== Data excerpts

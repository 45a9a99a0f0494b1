//! Goal model: the goal event, its typed data envelope and container registrations.

pub mod data;
pub mod event;
pub mod registration;
pub mod result;

pub use data::{GoalData, K8sServiceSpec, ServiceRegistration};
pub use event::{GoalEvent, GoalState};
pub use registration::{
    CacheEntry, ContainerRegistration, ContainerSecrets, GoalContainer, PartialRegistration,
    ProviderSecret, ProviderType, SecretEnv, SecretFileMount, SecretValue,
};
pub use result::ExecuteGoalResult;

====

• _Exercise brief_
The records above must be retyped in full. Keep each one exactly as it is.

• _Answer box_
repository 45a9a99a0f0494b1
//! Goal model: the goal event, its typed data envelope and container registrations.

pub mod data;
pub mod event;
pub mod registration;
pub mod result;

pub use data::{GoalData, K8sServiceSpec, ServiceRegistration};
pub use event::{GoalEvent, GoalState};
pub use registration::{
    CacheEntry, ContainerRegistration, ContainerSecrets, GoalContainer, PartialRegistration,
    ProviderSecret, ProviderType, SecretEnv, SecretFileMount, SecretValue,
};
pub use result::ExecuteGoalResult;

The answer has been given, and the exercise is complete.